La formation professionnelle vit sa nouvelle réforme. Celle-ci contient, entre autres, un renforcement du compte personnel de formation (CPF), qui permettra aux salariés de cumuler davantage d’heures de formation (35 heures au lieu de 24, dans la limite de 400 heures au lieu de 150), une absorption dans le CPF du congé individuel de formation (CIF), un dispositif notamment dédié aux reconversions, un financement spécifique pour le conseil en évolution professionnel (CEP) et une réforme de l’alternance…
La réforme est un enjeu pour le collaborateur : elle soutient le concept de flexisécurité au sens que la formation professionnelle continue doit devenir demain un véritable atout sur le CV du salarié qui permette à celui-ci d’être plus agile dans le pilotage et la valorisation de ses compétences et donc de son employabilité.

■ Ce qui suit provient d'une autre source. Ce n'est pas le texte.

//! Bare specifier resolution through `node_modules`.

use super::{LocalPathResolver, Resolution, ResolveError, ResolvedLocation, Resolver, Specifier};
use crate::vfs::path;
use async_trait::async_trait;
use serde::Deserialize;
use std::sync::Arc;
use tracing::debug;

/// The subset of `package.json` used for entry resolution.
#[derive(Debug, Clone, Default, PartialEq, Eq, Deserialize)]
pub struct PackageDescriptor {
    #[serde(default)]
    pub main: Option<String>,
    #[serde(default)]
    pub module: Option<String>,
}

impl PackageDescriptor {
    /// Entry field: `module` wins over `main`. Empty strings are ignored.
    #[must_use]
    pub fn entry(&self) -> Option<&str> {
        fn non_empty(field: Option<&String>) -> Option<&str> {
            field.map(String::as_str).filter(|v| !v.is_empty())
        }
        non_empty(self.module.as_ref()).or_else(|| non_empty(self.main.as_ref()))
    }
}

/// Resolves bare specifiers by walking up from the importer's directory.
///
/// At each level `<dir>/node_modules/<specifier>` is tried as a file, then
/// as a package directory (descriptor entry, then `index`) through the
/// [`LocalPathResolver`]. The walk ends at the filesystem root.
#[derive(Debug)]
pub struct PackageResolver {
    local: Arc<LocalPathResolver>,
}

impl PackageResolver {
    pub fn new(local: Arc<LocalPathResolver>) -> Self {
        Self { local }
    }

    /// Search `node_modules` directories from `importer_dir` upward.
    pub async fn resolve_package(&self, import_path: &str, importer_dir: &str) -> Option<String> {
        let mut current = path::normalize(importer_dir);
        loop {
            let candidate = path::join(&current, &format!("node_modules/{import_path}"));
            if let Some(found) = self.local.resolve_path(&candidate).await {
                return Some(found);
            }

            let parent = path::parent(&current);
            if parent == current {
                return None;
            }
            current = parent;
        }
    }
}

#[async_trait]
impl Resolver for PackageResolver {
    fn name(&self) -> &str {
        "package"
    }

    async fn resolve(&self, specifier: &Specifier) -> Result<Resolution, ResolveError> {
        if !specifier.is_package_request() {
            return Ok(Resolution::Unresolved);
        }

        let importer_dir = match specifier.importer() {
            None => self.local.workspace_root().to_string(),
            Some(_) => match specifier.importer_dir() {
                Some(dir) => dir,
                None => return Ok(Resolution::Unresolved),
            },
        };

        match self.resolve_package(specifier.raw(), &importer_dir).await {
            Some(found) => {
                debug!(specifier = %specifier.raw(), resolved = %found, "Resolved package");
                Ok(Resolution::Resolved(ResolvedLocation::local(found)))
            }
            None => Ok(Resolution::Unresolved),
        }
    }
}

#[cfg(test)]
mod tests {
    use super::*;
    use crate::vfs::MemoryFs;

    fn resolver(fs: MemoryFs) -> PackageResolver {
        PackageResolver::new(Arc::new(LocalPathResolver::new(Arc::new(fs), "/ws")))
    }

    #[test]
    fn test_descriptor_entry_precedence() {
        let both: PackageDescriptor =
            serde_json::from_str(r#"{"main":"a.js","module":"b.js"}"#).unwrap();
        assert_eq!(both.entry(), Some("b.js"));

        let main_only: PackageDescriptor = serde_json::from_str(r#"{"main":"a.js"}"#).unwrap();
        assert_eq!(main_only.entry(), Some("a.js"));

        let empty_module: PackageDescriptor =
            serde_json::from_str(r#"{"main":"a.js","module":""}"#).unwrap();
        assert_eq!(empty_module.entry(), Some("a.js"));

        assert_eq!(PackageDescriptor::default().entry(), None);
    }

    #[tokio::test]
    async fn test_module_field_preferred() {
        let fs = MemoryFs::new()
            .with_file(
                "/ws/node_modules/pkg/package.json",
                r#"{"main":"a.js","module":"b.js"}"#,
            )
            .with_file("/ws/node_modules/pkg/a.js", "cjs")
            .with_file("/ws/node_modules/pkg/b.js", "esm");
        let r = resolver(fs);

        assert_eq!(
            r.resolve_package("pkg", "/ws/src").await.as_deref(),
            Some("/ws/node_modules/pkg/b.js")
        );
    }

    #[tokio::test]
    async fn test_entry_without_extension_and_entry_directory() {
        let fs = MemoryFs::new()
            .with_file("/ws/node_modules/a/package.json", r#"{"main":"lib/main"}"#)
            .with_file("/ws/node_modules/a/lib/main.js", "x")
            .with_file("/ws/node_modules/b/package.json", r#"{"module":"dist"}"#)
            .with_file("/ws/node_modules/b/dist/index.mjs", "x");
        let r = resolver(fs);

        assert_eq!(
            r.resolve_package("a", "/ws").await.as_deref(),
            Some("/ws/node_modules/a/lib/main.js")
        );
        assert_eq!(
            r.resolve_package("b", "/ws").await.as_deref(),
            Some("/ws/node_modules/b/dist/index.mjs")
        );
    }

    #[tokio::test]
    async fn test_malformed_descriptor_falls_back_to_index() {
        let fs = MemoryFs::new()
            .with_file("/ws/node_modules/pkg/package.json", "{ not json")
            .with_file("/ws/node_modules/pkg/index.js", "x");
        let r = resolver(fs);

        assert_eq!(
            r.resolve_package("pkg", "/ws").await.as_deref(),
            Some("/ws/node_modules/pkg/index.js")
        );
    }

    #[tokio::test]
    async fn test_dangling_entry_falls_back_to_index() {
        let fs = MemoryFs::new()
            .with_file("/ws/node_modules/pkg/package.json", r#"{"main":"gone.js"}"#)
            .with_file("/ws/node_modules/pkg/index.ts", "x");
        let r = resolver(fs);

        assert_eq!(
            r.resolve_package("pkg", "/ws").await.as_deref(),
            Some("/ws/node_modules/pkg/index.ts")
        );
    }

    #[tokio::test]
    async fn test_upward_walk_prefers_nearest() {
        let fs = MemoryFs::new()
            .with_file("/node_modules/dep/index.js", "root")
            .with_file("/ws/node_modules/dep/index.js", "workspace")
            .with_file("/ws/packages/app/node_modules/dep/index.js", "nearest")
            .with_file("/ws/node_modules/only-top.js", "file");
        let r = resolver(fs);

        assert_eq!(
            r.resolve_package("dep", "/ws/packages/app/src").await.as_deref(),
            Some("/ws/packages/app/node_modules/dep/index.js")
        );
        assert_eq!(
            r.resolve_package("dep", "/ws/other").await.as_deref(),
            Some("/ws/node_modules/dep/index.js")
        );
        assert_eq!(
            r.resolve_package("dep", "/elsewhere").await.as_deref(),
            Some("/node_modules/dep/index.js")
        );
        assert_eq!(
            r.resolve_package("only-top", "/ws/packages/app").await.as_deref(),
            Some("/ws/node_modules/only-top.js")
        );
    }

    #[tokio::test]
    async fn test_subpath_and_missing() {
        let fs = MemoryFs::new()
            .with_file("/ws/node_modules/@scope/pkg/utils/fmt.ts", "x")
            .with_dir("/ws/node_modules/empty");
        let r = resolver(fs);

        assert_eq!(
            r.resolve_package("@scope/pkg/utils/fmt", "/ws").await.as_deref(),
            Some("/ws/node_modules/@scope/pkg/utils/fmt.ts")
        );
        assert_eq!(r.resolve_package("empty", "/ws").await, None);
        assert_eq!(r.resolve_package("nope", "/ws/a/b/c").await, None);
    }

    #[tokio::test]
    async fn test_only_bare_specifiers() {
        let fs = MemoryFs::new().with_file("/ws/node_modules/x/index.js", "x");
        let r = resolver(fs);
        let importer = ResolvedLocation::local("/ws/src/main.ts");

        let relative = r.resolve(&Specifier::import("./x", &importer)).await.unwrap();
        assert_eq!(relative, Resolution::Unresolved);

        let bare = r.resolve(&Specifier::import("x", &importer)).await.unwrap();
        assert_eq!(
            bare.location().map(|l| l.path.as_str()),
            Some("/ws/node_modules/x/index.js")
        );
    }

    #[tokio::test]
    async fn test_package_named_entry_walks_from_root() {
        let fs = MemoryFs::new().with_file("/ws/node_modules/x/index.js", "x");
        let r = resolver(fs);

        let entry = r.resolve(&Specifier::entry("x")).await.unwrap();
        assert_eq!(
            entry.location().map(|l| l.path.as_str()),
            Some("/ws/node_modules/x/index.js")
        );
    }
}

Ce sera un atout pour le collaborateur mais encore faut-il l’aider à en prendre conscience. Dans certaines entreprises, il est donc temps de créer une dynamique si ce n’est déjà fait pour mettre en place des sessions de formation ou de sensibilisation à comment la réforme encadre et fait évoluer l’employabilité et incite à savoir piloter son parcours de formation pour se former sur les compétences qui ont une valeur sur le marché du travail.
L’enjeu pour l’entreprise n’est pas tant d’expliquer au salarié toutes les évolutions techniques du financement de la formation que de paraitre comme l’interlocuteur privilégié, si possible unique, du salarié lorsque celui-ci demain sera à même de décider seul de comment il investira son crédit en offres de formation (exprimé à l’avenir en euros et non plus en heures, pour rendre la démarche plus concrète).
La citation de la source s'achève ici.